Eligibility for SSDI is based on an individual's work activity. Individuals who have worked enough to be insured for their age will receive a disability benefit if they are found to be medically disabled. Owning or receiving money or property does not prohibit an individual from getting Social Security disability benefits, because the SSDI program has no resource (asset) limits. Plus, SSDI does not have a limit to the amount of unearned income you have, such as money from investments, interests, cash gifts, or inheritance. So if you receive any of these items after you apply, your eligibility won't be affected.
SSDI does have limits on how much income you can earn from work and still qualify, however. If you earn over $1,180 per month (in 2018), you generally won't be considered disabled. But SSDI does have a trial work program—a time period after you start receiving benefits when you can earn unlimited income without it affecting your benefits.
The second disability program administered by the Social Security is SSI. Supplemental Security Income (SSI) is a needs-based program that is designed to help disabled individuals who have not worked, not worked much, or not worked recently. Individuals must meet income and resource (asset) limits to qualify for this program.
The SSI program has the same income limit as SSDI initially: $1,180 per month (in 2018). However, after you're approved for benefits, the $1,180 limit no longer applies. Instead, your SSI payment will be reduced if you earn over $85 per month, and it will be terminated altogether if you make over approximately $1,550 per month.
The resource limit for the SSI program is currently $2,000; owning property above that amount can prevent you from receiving SSI. However, the land that you live on, your house, and a vehicle are excluded from the limit. Resources that do count toward the limit are bank accounts, cash gifts, retirement plans, stocks, bonds, inheritances, jewelry (except a wedding and engagement ring), and household goods and personal effects that are worth over $2,000.

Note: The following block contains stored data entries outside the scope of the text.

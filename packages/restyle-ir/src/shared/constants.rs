//! Centralized constants
//!
//! Keyword tables and defaults shared by the value utilities, the resolver
//! and the lowering engine.

/// Resolver defaults
pub mod resolution {
    /// Conventional name of the theme binding read off the props parameter
    pub const DEFAULT_THEME_BINDING: &str = "theme";

    /// Default bound on nested-conditional chain length
    pub const DEFAULT_MAX_CONDITIONAL_DEPTH: usize = 8;

    /// Upper bound accepted by config validation
    pub const MAX_CONDITIONAL_DEPTH_LIMIT: usize = 64;

    /// Modules whose `css` export is recognized as a tagged template helper
    pub const DEFAULT_STYLED_MODULES: &[&str] = &["styled-components"];
}

/// CSS keywords used by shorthand decomposition
pub mod css {
    pub const BORDER_STYLES: &[&str] = &[
        "none", "hidden", "dotted", "dashed", "solid", "double", "groove", "ridge", "inset",
        "outset",
    ];

    pub const BORDER_WIDTH_KEYWORDS: &[&str] = &["thin", "medium", "thick"];

    /// `content` values that must not be quoted
    pub const CONTENT_KEYWORDS: &[&str] = &[
        "none",
        "normal",
        "open-quote",
        "close-quote",
        "no-open-quote",
        "no-close-quote",
        "inherit",
        "initial",
        "unset",
    ];

    /// Recognized length units for numeric detection in shorthands
    pub const LENGTH_UNITS: &[&str] = &[
        "px", "em", "rem", "%", "vh", "vw", "vmin", "vmax", "ch", "ex", "pt", "pc", "cm", "mm",
        "in", "fr", "svh", "dvh", "lvh",
    ];
}

/// Prop names that are valid attributes on intrinsic elements and therefore
/// keep reaching the DOM after styling consumed them
pub const HTML_ATTRIBUTES: &[&str] = &[
    "alt",
    "checked",
    "children",
    "className",
    "disabled",
    "download",
    "draggable",
    "form",
    "height",
    "hidden",
    "href",
    "htmlFor",
    "id",
    "lang",
    "max",
    "min",
    "multiple",
    "name",
    "placeholder",
    "readOnly",
    "rel",
    "required",
    "role",
    "selected",
    "size",
    "src",
    "step",
    "style",
    "tabIndex",
    "target",
    "title",
    "type",
    "value",
    "width",
];

pub fn is_html_attribute(prop: &str) -> bool {
    HTML_ATTRIBUTES.contains(&prop)
        || prop.starts_with("aria-")
        || prop.starts_with("data-")
        || (prop.starts_with("on") && prop[2..].starts_with(|c: char| c.is_ascii_uppercase()))
}

#[cfg(test)]
mod tests {
    use super::*;

    #[test]
    fn test_html_attribute_detection() {
        assert!(is_html_attribute("disabled"));
        assert!(is_html_attribute("aria-label"));
        assert!(is_html_attribute("onClick"));
        assert!(!is_html_attribute("variant"));
        assert!(!is_html_attribute("$active"));
        assert!(!is_html_attribute("on"));
    }
}
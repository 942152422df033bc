//! Normalizer implementation

pub mod normalizer;

pub use normalizer::{
    nest_selector, normalize_selector, parse_declaration_text, to_raw_nodes, CssRuleNormalizer,
};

Fortunately, the SSI program now allows up to $100,000 in an ABLE account to be shielded from the resource limit. An ABLE account is a special bank account that can be used only for qualified disability-related expenses, such as medical care, housing, education, and employment training. ABLE accounts, however, are only available for those who became disabled before they turned 26. For more information, see our article on ABLE accounts.
If the value of property you own, and money you have that is not in an ABLE account, is over the SSI resource limit when you apply for SSI at the Social Security office, you will most likely be denied when you complete your initial disability interview. If your income and property are under the resource limit, your claim will be sent to Disability Determination Services (DDS) to evaluate your disability. After DDS says whether you are disabled or not, your claim will be sent back to your local Social Security office for an end-line review to determine if you still meet the income and resource limits of the SSI program. So even if you are medically approved, you could still receive a denial because of too many resources/assets at an end-line SSI review if your financial circumstances have changed.
You are required to tell the SSA if your financial information changes after you apply. For instance, if, after you apply, you receive some unexpected income, such as child support, or you receive property, you have to tell the Social Security. Failing to tell the agency of changes in your finances, even after you start to receive benefits, can result in your having to pay back overpayments, and possibly be charged with penalties and fraud.